The late Paul G. Vatelli (who died of an AIDS-related illness somewhere in the mid-’80s) may not have been an overly talented filmmaker in the adult field but he had at least one enviable gift that set him apart from much of the competition. He could really create a sensuous mood through a combination of lighting and cinematography (he started out a DoP and fulfilled that function on his own directorial efforts), editing and music, giving birth to some of the more successful “couples films” of the period. He always made female performers look their best by putting them in frilly Frederick’s of Hollywood type lingerie with tastefully subtle hair and make up to match. Along with BODIES IN HEAT and STIFF COMPETITION, I LIKE TO WATCH makes for a triumvirate of his very best work.

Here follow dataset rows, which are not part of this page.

use serde::{Deserialize, Serialize};
use std::collections::HashMap;
use std::fmt;
use std::str::FromStr;

use parking_lot::RwLock;

use crate::error::{ForgeError, Result};

/// The family of validator that applies to a given artifact kind.
#[derive(Debug, Clone, Copy, PartialEq, Eq, Hash, Serialize, Deserialize)]
#[serde(rename_all = "snake_case")]
pub enum ArtifactCategory {
    DiagramMermaid,
    DiagramHtml,
    Code,
    Doc,
}

/// Closed enumeration of the built-in artifact kinds.
///
/// `Custom(name)` extends the set at runtime via [`ArtifactTypeRegistry::register_custom`].
#[derive(Debug, Clone, PartialEq, Eq, Hash, Serialize, Deserialize)]
#[serde(rename_all = "snake_case")]
pub enum ArtifactType {
    MermaidErd,
    MermaidArchitecture,
    MermaidSequence,
    MermaidClass,
    MermaidState,
    MermaidFlowchart,
    MermaidComponent,
    MermaidGantt,
    MermaidPie,
    MermaidJourney,
    MermaidMindmap,
    MermaidGitGraph,
    MermaidTimeline,
    C4Context,
    C4Container,
    C4Component,
    C4Deployment,
    ApiDocs,
    CodePrototype,
    VisualPrototype,
    Jira,
    Workflows,
    Backlog,
    Personas,
    Estimations,
    FeatureScoring,
    /// The HTML-rendered companion of a mermaid diagram kind.
    Html(Box<ArtifactType>),
    /// A dynamically registered artifact type.
    Custom(String),
}

impl ArtifactType {
    /// Stable, lowercase identifier used as the artifact id, file stem, and
    /// registry key. Kept in sync with the `snake_case` serde representation.
    pub fn value(&self) -> String {
        match self {
            ArtifactType::Html(inner) => format!("{}_html", inner.value()),
            ArtifactType::Custom(name) => name.clone(),
            other => {
                let json = serde_json::to_value(other).unwrap_or(serde_json::Value::Null);
                json.as_str().map(|s| s.to_string()).unwrap_or_default()
            }
        }
    }

    /// Human-friendly title used in prompt templates ("Entity Relationship Diagram").
    pub fn pretty_name(&self) -> String {
        match self {
            ArtifactType::MermaidErd => "Entity Relationship Diagram".into(),
            ArtifactType::MermaidArchitecture => "Architecture Diagram".into(),
            ArtifactType::MermaidSequence => "Sequence Diagram".into(),
            ArtifactType::MermaidClass => "Class Diagram".into(),
            ArtifactType::MermaidState => "State Diagram".into(),
            ArtifactType::MermaidFlowchart => "Flowchart".into(),
            ArtifactType::MermaidComponent => "Component Diagram".into(),
            ArtifactType::MermaidGantt => "Gantt Chart".into(),
            ArtifactType::MermaidPie => "Pie Chart".into(),
            ArtifactType::MermaidJourney => "User Journey Map".into(),
            ArtifactType::MermaidMindmap => "Mindmap".into(),
            ArtifactType::MermaidGitGraph => "Git Graph".into(),
            ArtifactType::MermaidTimeline => "Timeline".into(),
            ArtifactType::C4Context => "C4 Context Diagram".into(),
            ArtifactType::C4Container => "C4 Container Diagram".into(),
            ArtifactType::C4Component => "C4 Component Diagram".into(),
            ArtifactType::C4Deployment => "C4 Deployment Diagram".into(),
            ArtifactType::ApiDocs => "API Documentation".into(),
            ArtifactType::CodePrototype => "Code Prototype".into(),
            ArtifactType::VisualPrototype => "Visual Prototype".into(),
            ArtifactType::Jira => "JIRA Stories".into(),
            ArtifactType::Workflows => "Workflows".into(),
            ArtifactType::Backlog => "Backlog".into(),
            ArtifactType::Personas => "User Personas".into(),
            ArtifactType::Estimations => "Estimations".into(),
            ArtifactType::FeatureScoring => "Feature Scoring".into(),
            ArtifactType::Html(inner) => format!("{} (HTML)", inner.pretty_name()),
            ArtifactType::Custom(name) => name.clone(),
        }
    }

    /// The built-in category, used to select a validator family. Custom types
    /// carry their category alongside the registration, not on the enum itself.
    pub fn builtin_category(&self) -> Option<ArtifactCategory> {
        use ArtifactCategory::*;
        let cat = match self {
            ArtifactType::MermaidErd
            | ArtifactType::MermaidArchitecture
            | ArtifactType::MermaidSequence
            | ArtifactType::MermaidClass
            | ArtifactType::MermaidState
            | ArtifactType::MermaidFlowchart
            | ArtifactType::MermaidComponent
            | ArtifactType::MermaidGantt
            | ArtifactType::MermaidPie
            | ArtifactType::MermaidJourney
            | ArtifactType::MermaidMindmap
            | ArtifactType::MermaidGitGraph
            | ArtifactType::MermaidTimeline
            | ArtifactType::C4Context
            | ArtifactType::C4Container
            | ArtifactType::C4Component
            | ArtifactType::C4Deployment => DiagramMermaid,
            ArtifactType::CodePrototype => Code,
            ArtifactType::ApiDocs
            | ArtifactType::VisualPrototype
            | ArtifactType::Jira
            | ArtifactType::Workflows
            | ArtifactType::Backlog
            | ArtifactType::Personas
            | ArtifactType::Estimations
            | ArtifactType::FeatureScoring => Doc,
            ArtifactType::Html(_) => DiagramHtml,
            ArtifactType::Custom(_) => return None,
        };
        Some(cat)
    }

    pub fn is_mermaid(&self) -> bool {
        matches!(self.builtin_category(), Some(ArtifactCategory::DiagramMermaid))
    }
}

impl fmt::Display for ArtifactType {
    fn fmt(&self, f: &mut fmt::Formatter<'_>) -> fmt::Result {
        write!(f, "{}", self.value())
    }
}

impl FromStr for ArtifactType {
    type Err = ForgeError;

    fn from_str(s: &str) -> Result<Self> {
        let quoted = format!("\"{}\"", s);
        if let Ok(builtin) = serde_json::from_str::<ArtifactType>(&quoted) {
            if !matches!(builtin, ArtifactType::Custom(_)) {
                return Ok(builtin);
            }
        }
        if let Some(base) = s.strip_suffix("_html") {
            return ArtifactType::from_str(base).map(|t| ArtifactType::Html(Box::new(t)));
        }
        Ok(ArtifactType::Custom(s.to_string()))
    }
}

/// A runtime-registered artifact kind with its own prompt template.
#[derive(Debug, Clone, Serialize, Deserialize)]
pub struct CustomTypeDefinition {
    pub name: String,
    pub prompt_template: String,
    pub category: ArtifactCategory,
}

/// Closed enum of built-ins plus a runtime table of custom types and their
/// prompt templates. Built-in types are immutable; custom types persist via
/// whatever store [`ArtifactTypeRegistry::load_custom_types`] is given.
#[derive(Default)]
pub struct ArtifactTypeRegistry {
    custom: RwLock<HashMap<String, CustomTypeDefinition>>,
}

impl ArtifactTypeRegistry {
    pub fn new() -> Self {
        Self {
            custom: RwLock::new(HashMap::new()),
        }
    }

    /// Resolve a name to a built-in or previously registered custom type.
    pub fn resolve(&self, name: &str) -> Result<ArtifactType> {
        if let Ok(t) = ArtifactType::from_str(name) {
            if !matches!(t, ArtifactType::Custom(_)) {
                return Ok(t);
            }
        }
        if self.custom.read().contains_key(name) {
            return Ok(ArtifactType::Custom(name.to_string()));
        }
        Err(ForgeError::NotFound(format!("artifact type '{}' is not registered", name)))
    }

    /// Register a new custom artifact type. The template must contain both
    /// `{meeting_notes}` and `{context}` placeholders, otherwise registration
    /// fails with `invalid_template`.
    pub fn register_custom(
        &self,
        name: &str,
        prompt_template: &str,
        category: ArtifactCategory,
    ) -> Result<()> {
        if !prompt_template.contains("{meeting_notes}") || !prompt_template.contains("{context}")
        {
            return Err(ForgeError::InvalidTemplate(format!(
                "template for '{}' must contain both {{meeting_notes}} and {{context}}",
                name
            )));
        }

        let mut custom = self.custom.write();
        if custom.contains_key(name) {
            return Err(ForgeError::Conflict(format!(
                "custom artifact type '{}' already registered",
                name
            )));
        }
        custom.insert(
            name.to_string(),
            CustomTypeDefinition {
                name: name.to_string(),
                prompt_template: prompt_template.to_string(),
                category,
            },
        );
        Ok(())
    }

    pub fn custom_definition(&self, name: &str) -> Option<CustomTypeDefinition> {
        self.custom.read().get(name).cloned()
    }

    pub fn category_of(&self, artifact_type: &ArtifactType) -> Option<ArtifactCategory> {
        match artifact_type {
            ArtifactType::Custom(name) => self.custom.read().get(name).map(|d| d.category),
            other => other.builtin_category(),
        }
    }

    /// Seed the registry from a previously persisted list, e.g. on startup.
    pub fn load_custom_types(&self, defs: Vec<CustomTypeDefinition>) {
        let mut custom = self.custom.write();
        for def in defs {
            custom.insert(def.name.clone(), def);
        }
    }

    pub fn list_custom(&self) -> Vec<CustomTypeDefinition> {
        self.custom.read().values().cloned().collect()
    }
}

#[cfg(test)]
mod tests {
    use super::*;

    #[test]
    fn builtin_value_roundtrips() {
        let t = ArtifactType::MermaidErd;
        assert_eq!(t.value(), "mermaid_erd");
        assert_eq!(ArtifactType::from_str("mermaid_erd").unwrap(), t);
    }

    #[test]
    fn html_variant_value() {
        let t = ArtifactType::Html(Box::new(ArtifactType::MermaidSequence));
        assert_eq!(t.value(), "mermaid_sequence_html");
    }

    #[test]
    fn custom_registration_requires_placeholders() {
        let registry = ArtifactTypeRegistry::new();
        let err = registry
            .register_custom("risk_matrix", "no placeholders here", ArtifactCategory::Doc)
            .unwrap_err();
        assert!(matches!(err, ForgeError::InvalidTemplate(_)));

        registry
            .register_custom(
                "risk_matrix",
                "Notes: {meeting_notes}\nContext: {context}",
                ArtifactCategory::Doc,
            )
            .unwrap();
        assert!(registry.resolve("risk_matrix").is_ok());
    }

    #[test]
    fn duplicate_custom_registration_conflicts() {
        let registry = ArtifactTypeRegistry::new();
        registry
            .register_custom("foo", "{meeting_notes} {context}", ArtifactCategory::Doc)
            .unwrap();
        let err = registry
            .register_custom("foo", "{meeting_notes} {context}", ArtifactCategory::Doc)
            .unwrap_err();
        assert!(matches!(err, ForgeError::Conflict(_)));
    }
}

Beautiful but shy Laura (Bridgette Monet in one of her better performances) works for her fashion designer aunt (fiery Pat Manning, a mature actress in the Georgina Spelvin league) and leads a sheltered existence devoid of sexual attention, even from her divorced older boyfriend (Mike Horner, then still billed as “Don Hart”) who refuses to put the moves on her out of what he considers respect. Deeply frustrated, the girl turns to spying on her aunt making out with her illicit lover (Herschel Savage) in a scene that proves yet again that older women can still teach the younger generation a thing or two about lovemaking. Auntie’s assistant Kim (the incredible not to mention aptly named Little Oral Annie) has her wicked way with the well-endowed gas man (the late Kevin James) and with German maid Gretchen (Anne-Lise Pearson or “Anna Pierce” as she’s credited here) as “punishment” for peeping through the keyhole. Horner gets over his hangups with able assistance from lingerie models Honey (one shot wonder Elaine De Santis) and Honey (busty Linda Shaw, the girl on the cable TV show in Brian De Palma’s BODY DOUBLE) while Laura finds liberation in the arms and between the legs of her aunt’s special customer Lisa DeLeeuw (doing the first of her long line of girl/girl numbers with Monet) and her younger lover Montag (Mr. Monet, Dave Cannon, and was the writer perhaps a fan of Herschel Gordon Lewis for naming this character after THE WIZARD OF GORE ?) as the deadline for this year’s collection draws near. The fashion show director wearing sunglasses is actually Vatelli making a fleeting appearance.
There’s some silly T&A comedy involving a couple of horny janitors and a gaggle of topless models who don’t appear in any of the explicit scenes, making one wonder whether Vatelli perhaps entertained plans of doing an R-rated PORKY’S style farce at some point in the production. We never get to see the show in question (a strange oversight) but cut immediately to Horner turning up and somewhat forcefully engaging in sexual intercourse with his neglected lady love.
For the record, this is the only film apart from Tim McDonald’s TALK DIRTY TO ME, PART II (her debut) where Monet has sex with another guy than her husband, probably the main reason why critics and fans soured on her so quickly. In her defense, she had mostly hot sex with Cannon over the years (Ron Sullivan’s BABYLON BLUE most definitely excluded) and I felt her tremendous beauty usually made up for the lack of variation in sexual partners. Another stumbling block was her high-pitched, squeaky voice which her fans got to hear for the first time as she had been dubbed by a professional actress for the part of the radio sex show therapist in TALK DIRTY II. Other than that, she’s really not too bad a thespian and her wickedly fun turn as Texas oral queen Linda Lonestar in Vatelli’s STIFF COMPETITION proved at least her willingness to learn and grow in that capacity.